Yes, at home and abroad the prospect of trouble at t'pump looks to be on the cards. Starting with Petroplus*/ Coryton: this may provide an excuse for a price-hike in the South East, but in reality its effect will be limited. When the owners of a conversion-process asset like a refinery go under, the creditors step in smartly to ensure it keeps running, just to generate whatever basic turn is there to be had: no-one wants to see the cashflow dry up. We've seen it a dozen times with power plants (in the dire period 2002-04, for those with short memories). What tends to happen is that the asset, which should be run on a highly-optimised basis when in the hands of a proper owner, slips into a dumb but still effective mode of operation, with reduced but still positive margins.
If it turns out this isn't possible, i.e. only a hyper-optimised refinery is profitable, it will mean there is a surplus of finished products (petrol etc) anyway. So no big worries just yet.
The main story, though, is in the Middle East where Syria is in turmoil, Iraq is nudging towards civil war, the Iranian war-drums are beating, and the carrier groups are massing once again. A war-weary western public may be forgiven for groaning déjà vu and assuming it's just another galling waste of blood and treasure to satisfy the American electoral process.
But from the C@W standpoint, is there something really rather new and interesting afoot ? The possibility that oil might start being priced in gold is not hot news, but could be a serious development - and one that might make the US pause for careful thought. I have previously highlighted the forthcoming Chinese Pan-Asia Gold Exchange as a potential Chinese strategy to supplant the dollar: lots of countries are looking to a post-dollar world: the euro is hardly a candidate anymore and oil-for-gold would be a very logical step along the way.
The ramifications of this will be many. Here's one: if this catches on, a lot more countries and companies will potentially be in the market for gold hedges (just as they are for oil and dollar hedges, as a matter of day-to-day risk management). But the paper (forward) gold market is, allegedly, one of the most heavily manipulated in the world (along with silver and the Swissie and oil and ...) - hmm.
Any other suggestions as to how oil-for-gold would change the world ?

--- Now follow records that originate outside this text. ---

// Copyright (C) 2026 Michael Wilson <mike@mdwn.dev>
//
// This program is free software: you can redistribute it and/or modify it under
// the terms of the GNU General Public License as published by the Free Software
// Foundation, version 3.
//
// This program is distributed in the hope that it will be useful, but WITHOUT
// ANY WARRANTY; without even the implied warranty of MERCHANTABILITY or FITNESS
// FOR A PARTICULAR PURPOSE. See the GNU General Public License for more details.
//
// You should have received a copy of the GNU General Public License along with
// this program. If not, see <https://www.gnu.org/licenses/>.
//
//! Settings consumed by the program transformation engine.

mod error;
mod exceptions;
mod midi;
mod settings;

pub use error::ConfigError;
pub use exceptions::{Exception, Exceptions};
pub use midi::{CcRange, MidiForMacros, MOD_WHEEL_CC};
pub use settings::{Folders, NamedScriptProcessor, OrganicPads, Settings};
// Copyright (C) 2026 Michael Wilson <mike@mdwn.dev>
//
// This program is free software: you can redistribute it and/or modify it under
// the terms of the GNU General Public License as published by the Free Software
// Foundation, version 3.
//
// This program is distributed in the hope that it will be useful, but WITHOUT
// ANY WARRANTY; without even the implied warranty of MERCHANTABILITY or FITNESS
// FOR A PARTICULAR PURPOSE. See the GNU General Public License for more details.
//
// You should have received a copy of the GNU General Public License along with
// this program. If not, see <https://www.gnu.org/licenses/>.
//
use crate::xml::{Document, NodeId};

use super::modulation::{read_modulations, Modulation};

/// Element names that hold an Info page macro. ConstantModulation is the legacy name.
pub const MACRO_ELEMENTS: [&str; 2] = ["Macro", "ConstantModulation"];

/// Macros at or beyond this X coordinate are off the Info page.
pub const INFO_PAGE_RIGHT_EDGE: i32 = 695;

/// The display name of the macro that replaces the mod wheel.
pub const WHEEL: &str = "Wheel";

const ADSR: [&str; 4] = ["attack", "decay", "sustain", "release"];

/// A knob or switch on the Info page.
#[derive(Clone, Debug)]
pub struct Macro {
    node: NodeId,
    name: String,
    display_name: String,
    toggle: bool,
    bipolar: bool,
    value: f64,
    x: i32,
    y: i32,
    modulations: Vec<Modulation>,
}

impl Macro {
    pub(super) fn read(document: &Document, node: NodeId) -> Macro {
        let properties = document.child_named(node, "Properties");
        let coordinate = |key: &str| {
            properties
                .and_then(|properties| document.attribute(properties, key))
                .and_then(|value| value.trim().parse::<f64>().ok())
                .map(|value| value.round() as i32)
        };

        Macro {
            node,
            name: document.attribute(node, "Name").unwrap_or_default().to_string(),
            display_name: document
                .attribute(node, "DisplayName")
                .unwrap_or_default()
                .to_string(),
            toggle: document.attribute(node, "Style") == Some("1"),
            bipolar: document.attribute(node, "Bipolar") == Some("1"),
            value: document
                .attribute(node, "Value")
                .and_then(|value| value.parse().ok())
                .unwrap_or(0.0),
            // A macro without a position cannot be shown.
            x: coordinate("x").unwrap_or(INFO_PAGE_RIGHT_EDGE),
            y: coordinate("y").unwrap_or(0),
            modulations: read_modulations(document, node),
        }
    }

    /// Gets the macro element.
    pub fn node(&self) -> NodeId {
        self.node
    }

    /// Gets the element name, e.g. "Macro 3", which modulation sources refer to.
    pub fn name(&self) -> &str {
        &self.name
    }

    /// Gets the ordinal in the element name.
    pub fn number(&self) -> Option<u32> {
        self.name
            .rsplit(' ')
            .next()
            .and_then(|number| number.parse().ok())
    }

    /// Gets the name shown on the Info page.
    pub fn display_name(&self) -> &str {
        &self.display_name
    }

    /// Returns true for a switch.
    pub fn is_toggle(&self) -> bool {
        self.toggle
    }

    /// Returns true for a knob.
    pub fn is_continuous(&self) -> bool {
        !self.toggle
    }

    /// Returns true if the macro's range is centred on zero.
    pub fn is_bipolar(&self) -> bool {
        self.bipolar
    }

    /// Gets the current value.
    pub fn value(&self) -> f64 {
        self.value
    }

    /// Gets the X coordinate on the Info page.
    pub fn x(&self) -> i32 {
        self.x
    }

    /// Gets the Y coordinate on the Info page.
    pub fn y(&self) -> i32 {
        self.y
    }

    /// Returns true if the macro lies within the Info page's width.
    pub fn is_on_info_page(&self) -> bool {
        self.x < INFO_PAGE_RIGHT_EDGE
    }

    /// Gets the modulations that drive the macro's own value.
    pub fn modulations(&self) -> &[Modulation] {
        &self.modulations
    }

    /// Gets the CC number of the first non-mod-wheel MIDI CC modulation.
    pub fn cc(&self) -> Option<u8> {
        self.modulations
            .iter()
            .find(|modulation| modulation.is_non_wheel_cc())
            .and_then(Modulation::cc)
    }

    /// Returns true if the mod wheel drives the macro.
    pub fn is_modulated_by_mod_wheel(&self) -> bool {
        self.modulations.iter().any(Modulation::is_mod_wheel)
    }

    /// Returns true if this is the macro that replaces the mod wheel.
    pub fn is_wheel(&self) -> bool {
        self.display_name.eq_ignore_ascii_case(WHEEL)
    }

    /// Returns true if the macro controls reverb.
    pub fn is_reverb(&self) -> bool {
        self.display_name_contains("reverb")
    }

    /// Returns true if the macro controls delay.
    pub fn is_delay(&self) -> bool {
        self.display_name_contains("delay") || self.display_name_contains("echo")
    }

    /// Returns true if the macro controls envelope release.
    pub fn is_release(&self) -> bool {
        self.display_name_contains("release")
    }

    /// Returns true if the macro is named Attack.
    pub fn is_attack(&self) -> bool {
        self.display_name.eq_ignore_ascii_case(ADSR[0])
    }

    /// Returns true if the macro is named Attack, Decay, Sustain or Release.
    pub fn is_adsr(&self) -> bool {
        ADSR.iter()
            .any(|name| self.display_name.eq_ignore_ascii_case(name))
    }

    pub(super) fn modulations_mut(&mut self) -> &mut Vec<Modulation> {
        &mut self.modulations
    }

    pub(super) fn set_value(&mut self, document: &mut Document, value: f64) -> bool {
        self.value = value;
        document.set_attribute(self.node, "Value", super::modulation::format_number(value))
    }

    pub(super) fn set_location(&mut self, document: &mut Document, x: i32, y: i32) -> bool {
        let properties = match document.child_named(self.node, "Properties") {
            Some(properties) => properties,
            None => {
                let properties = document.create_element("Properties", &[]);
                document.append_child(self.node, properties);
                properties
            }
        };
        self.x = x;
        self.y = y;
        let x_changed = document.set_attribute(properties, "x", x.to_string());
        let y_changed = document.set_attribute(properties, "y", y.to_string());
        x_changed || y_changed
    }

    fn display_name_contains(&self, text: &str) -> bool {
        self.display_name.to_lowercase().contains(text)
    }
}
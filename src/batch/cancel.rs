// Copyright (C) 2026 Michael Wilson <mike@mdwn.dev>
//
// This program is free software: you can redistribute it and/or modify it under
// the terms of the GNU General Public License as published by the Free Software
// Foundation, version 3.
//
// This program is distributed in the hope that it will be useful, but WITHOUT
// ANY WARRANTY; without even the implied warranty of MERCHANTABILITY or FITNESS
// FOR A PARTICULAR PURPOSE. See the GNU General Public License for more details.
//
// You should have received a copy of the GNU General Public License along with
// this program. If not, see <https://www.gnu.org/licenses/>.
//
use std::sync::atomic::{AtomicBool, Ordering};
use std::sync::Arc;

/// Passed to a batch run so another thread can stop it. The run checks the
/// token before each program, so a program is either fully processed or not
/// touched at all.
#[derive(Clone, Debug, Default)]
pub struct CancellationToken {
    cancelled: Arc<AtomicBool>,
}

impl CancellationToken {
    /// Creates a new cancellation token.
    pub fn new() -> CancellationToken {
        CancellationToken::default()
    }

    /// Returns true if the run has been cancelled.
    pub fn is_cancelled(&self) -> bool {
        self.cancelled.load(Ordering::Relaxed)
    }

    /// Cancels the run.
    pub fn cancel(&self) {
        self.cancelled.store(true, Ordering::Relaxed);
    }
}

* Petroplus was always a quirky operation. The cleverest thing they did in the last decade was develop an LNG import terminal in Pembrokeshire, and planned to do several more around the Atlantic basin - they are very easy to build, even for a company whose main business at the time was oil storage tanks. But they sold this nascent LNG business, '4Gas', to Carlyle in order to concentrate on becoming a 'specialist refiner' ... hah! Should have stuck to tankage.